A Comparison of Complications and Reoperations between Open Reduction and Internal Fixation Versus Primary Arthrodesis Following Lisfranc Injury?

SLR - April 2022 - Elliot Olenchek

Reference: So E, Lee J, Pershing ML, Chu AK, Wilson M, Halaharvi C, Mandas V, Hyer CF. A Comparison of Complications and Reoperations Between Open Reduction and Internal Fixation Versus Primary Arthrodesis Following Lisfranc Injury. Foot Ankle Spec. 2021 Nov 28:19386400211058264. doi: 10.1177/19386400211058264. Epub ahead of print. PMID: 34841938.

Level of Evidence: III

Scientific Literature Review

Reviewed By: Elliot Olenchek, DPM
Residency Program: Inova Fairfax Medical Campus – Falls Church, VA

Podiatric Relevance: To fix or to fuse? This question is ubiquitous within the discussion of treating the Lisfranc injury. The article discussed below touches on just this comparing the two treatment modalities through a myriad of clinical outcomes. The applicability of this article lies within their findings in relation to the lack of consensus within literature.

Methods: Retrospective chart review from January 2009 to September 2015 at one Foot & Ankle Orthopedic Center of 196 patients. Of these patients, 130 were treated with ORIF and 66 with Primary Arthrodesis. Exclusion criteria included previous joint infection, PAD, diabetes with neuropathy, bilateral surgery on same date, less than 12 month follow up and open Lisfranc. Outcomes included patient demographics, post-surgical complications (Infection, post traumatic arthritis, malalignment, hardware, DVT, etc.), time to weightbearing, fixation type, reoperation rate, and revision. Secondary outcome measures included radiographic outcomes (time to fusion/quality of reduction).

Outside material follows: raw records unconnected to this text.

//! # Extraction Tests

use docchat_extract::{extractor_for, normalize_whitespace};
use std::io::Write;

#[test]
fn test_plain_text_extraction() {
    let mut file = tempfile::NamedTempFile::new().unwrap();
    write!(file, "hello from a text file").unwrap();

    let extractor = extractor_for("txt").unwrap();
    let text = extractor.extract(file.path()).unwrap();
    assert_eq!(text, "hello from a text file");
}

#[test]
fn test_markdown_uses_plain_text_path() {
    let mut file = tempfile::NamedTempFile::new().unwrap();
    write!(file, "# Heading\n\nbody").unwrap();

    let extractor = extractor_for("md").unwrap();
    assert_eq!(extractor.extract(file.path()).unwrap(), "# Heading\n\nbody");
}

#[test]
fn test_unknown_format_has_no_extractor() {
    assert!(extractor_for("exe").is_none());
    assert!(extractor_for("docx").is_none());
}

#[test]
fn test_normalize_unifies_line_endings_and_spaces() {
    let raw = "line one\r\nline  two\t\tmore\r\n\r\n\r\n\r\nlast   line  ";
    let normalized = normalize_whitespace(raw);
    assert_eq!(normalized, "line one\nline two more\n\nlast line");
}

#[test]
fn test_normalize_keeps_single_paragraph_break() {
    let raw = "para one\n\npara two";
    assert_eq!(normalize_whitespace(raw), "para one\n\npara two");
}

#[test]
fn test_non_utf8_bytes_decode_lossily() {
    let mut file = tempfile::NamedTempFile::new().unwrap();
    file.write_all(&[b'o', b'k', 0xFF, b'!']).unwrap();

    let extractor = extractor_for("txt").unwrap();
    let text = extractor.extract(file.path()).unwrap();
    assert!(text.starts_with("ok"));
    assert!(text.ends_with('!'));
}
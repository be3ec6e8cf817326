//! # Answer Synthesizer
//!
//! Builds the grounding instruction and obtains the final answer in a single
//! gateway call. There is no retry here: a failure at this stage is terminal
//! for the request and surfaced to the caller.

use crate::{
    errors::GatewayError,
    prompts::{format_context, SYNTHESIS_SYSTEM_PROMPT},
    providers::llm::{ChatMessage, ChatProvider},
    types::{Message, RetrievedChunk},
};
use chrono::Local;
use tracing::debug;

/// The grounding instruction (kept for auditing/display) and the model's
/// verbatim answer.
#[derive(Debug, Clone)]
pub struct SynthesisResult {
    pub instruction: String,
    pub answer: String,
}

pub struct AnswerSynthesizer {
    chat: Box<dyn ChatProvider>,
    temperature: f32,
}

impl AnswerSynthesizer {
    pub fn new(chat: Box<dyn ChatProvider>, temperature: f32) -> Self {
        Self { chat, temperature }
    }

    /// Builds the instruction embedding today's date and the chunk texts
    /// (empty context block when no chunks survived retrieval), sets it as
    /// the leading system turn, appends the conversation history, and invokes
    /// the gateway once.
    pub async fn synthesize(
        &self,
        chunks: &[RetrievedChunk],
        history: &[Message],
    ) -> Result<SynthesisResult, GatewayError> {
        let instruction = SYNTHESIS_SYSTEM_PROMPT
            .replace("{current_date}", &Local::now().format("%Y-%m-%d").to_string())
            .replace("{context}", &format_context(chunks));

        let mut messages = Vec::with_capacity(history.len() + 1);
        messages.push(ChatMessage::system(instruction.clone()));
        for message in history {
            messages.push(ChatMessage {
                role: message.role.as_str().to_string(),
                content: message.content.clone(),
            });
        }

        debug!(chunk_count = chunks.len(), turns = messages.len(), "--> Sending synthesis request");
        let answer = self.chat.complete(&messages, self.temperature, false).await?;

        Ok(SynthesisResult {
            instruction,
            answer,
        })
    }
}
use crate::{
    errors::GatewayError,
    providers::llm::{ChatMessage, ChatProvider},
};
use async_trait::async_trait;
use reqwest::Client as ReqwestClient;
use serde::{Deserialize, Serialize};
use std::fmt::Debug;

// --- OpenAI-compatible request and response structures ---

#[derive(Serialize)]
struct OpenAiRequest<'a> {
    messages: &'a [ChatMessage],
    #[serde(skip_serializing_if = "Option::is_none")]
    model: Option<&'a str>,
    temperature: f32,
    max_tokens: i32,
    stream: bool,
    #[serde(skip_serializing_if = "Option::is_none")]
    response_format: Option<ResponseFormat>,
}

#[derive(Serialize)]
struct ResponseFormat {
    #[serde(rename = "type")]
    format_type: &'static str,
}

#[derive(Deserialize, Debug)]
struct OpenAiResponse {
    choices: Vec<OpenAiChoice>,
}

#[derive(Deserialize, Debug)]
struct OpenAiChoice {
    message: OpenAiMessage,
}

#[derive(Deserialize, Debug)]
struct OpenAiMessage {
    content: String,
}

// --- Provider implementation ---

/// A provider for OpenAI-compatible chat completion APIs (local inference
/// servers, SiliconFlow, OpenAI itself).
#[derive(Clone, Debug)]
pub struct OpenAiProvider {
    client: ReqwestClient,
    api_url: String,
    api_key: Option<String>,
    model: Option<String>,
}

impl OpenAiProvider {
    pub fn new(
        api_url: String,
        api_key: Option<String>,
        model: Option<String>,
    ) -> Result<Self, GatewayError> {
        let client = ReqwestClient::builder()
            .build()
            .map_err(GatewayError::ReqwestClientBuild)?;
        Ok(Self {
            client,
            api_url,
            api_key,
            model,
        })
    }
}

#[async_trait]
impl ChatProvider for OpenAiProvider {
    async fn complete(
        &self,
        messages: &[ChatMessage],
        temperature: f32,
        json_output: bool,
    ) -> Result<String, GatewayError> {
        let request_body = OpenAiRequest {
            messages,
            model: self.model.as_deref(),
            temperature,
            max_tokens: 4095,
            stream: false,
            response_format: json_output.then_some(ResponseFormat {
                format_type: "json_object",
            }),
        };

        let mut request_builder = self.client.post(&self.api_url);
        if let Some(key) = &self.api_key {
            request_builder = request_builder.bearer_auth(key);
        }

        let response = request_builder
            .json(&request_body)
            .send()
            .await
            .map_err(GatewayError::Request)?;

        if !response.status().is_success() {
            let error_text = response.text().await.unwrap_or_default();
            return Err(GatewayError::Api(error_text));
        }

        let openai_response: OpenAiResponse = response
            .json()
            .await
            .map_err(GatewayError::Deserialization)?;

        let content = openai_response
            .choices
            .into_iter()
            .next()
            .map(|c| c.message.content)
            .unwrap_or_default();

        if content.trim().is_empty() {
            return Err(GatewayError::EmptyResponse);
        }

        Ok(content)
    }
}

Results: Analyzing patient demographics there were statistical differences found between the 196 patients. These included the PA group having more diabetes, osteoporosis and older age. There were no differences in smoking, RA or mean follow up. Intraoperatively, OR times were longer in the PA group by almost thirty minutes but no difference in PACU time. Hardware varied as well including more use of staples in combination with plates and screws in the PA group. When analyzing postoperatively, reoperation rates were greater in the ORIF group by almost 60 percent (77 percent to 19 percent). However, when excluding hardware removal cases this left the rates at ORIF, 3.9 percent and PA 4.6 percent. Time to weight bearing was also significant 6.4 weeks to 7.1 (p<.003), respectively. There were no significant differences in post-surgical complications or radiographic outcomes.

Conclusions: When inspecting this large population of low energy Lisfranc injuries in a private, outpatient, orthopedic setting it can be inferred that there may not be a superior treatment method between ORIF or PA. Both treatment options had a similar complication rate and reoperation rate excluding hardware removal. Therefore, if the Foot & Ankle Surgeon is not deterred to repeat an operation on the patient for removal, ORIF is certainly a token option for this injury. Improvements in this study or areas of future exploration could include analysis of pre-post activity levels, low vs. high energy or cost benefit analysis.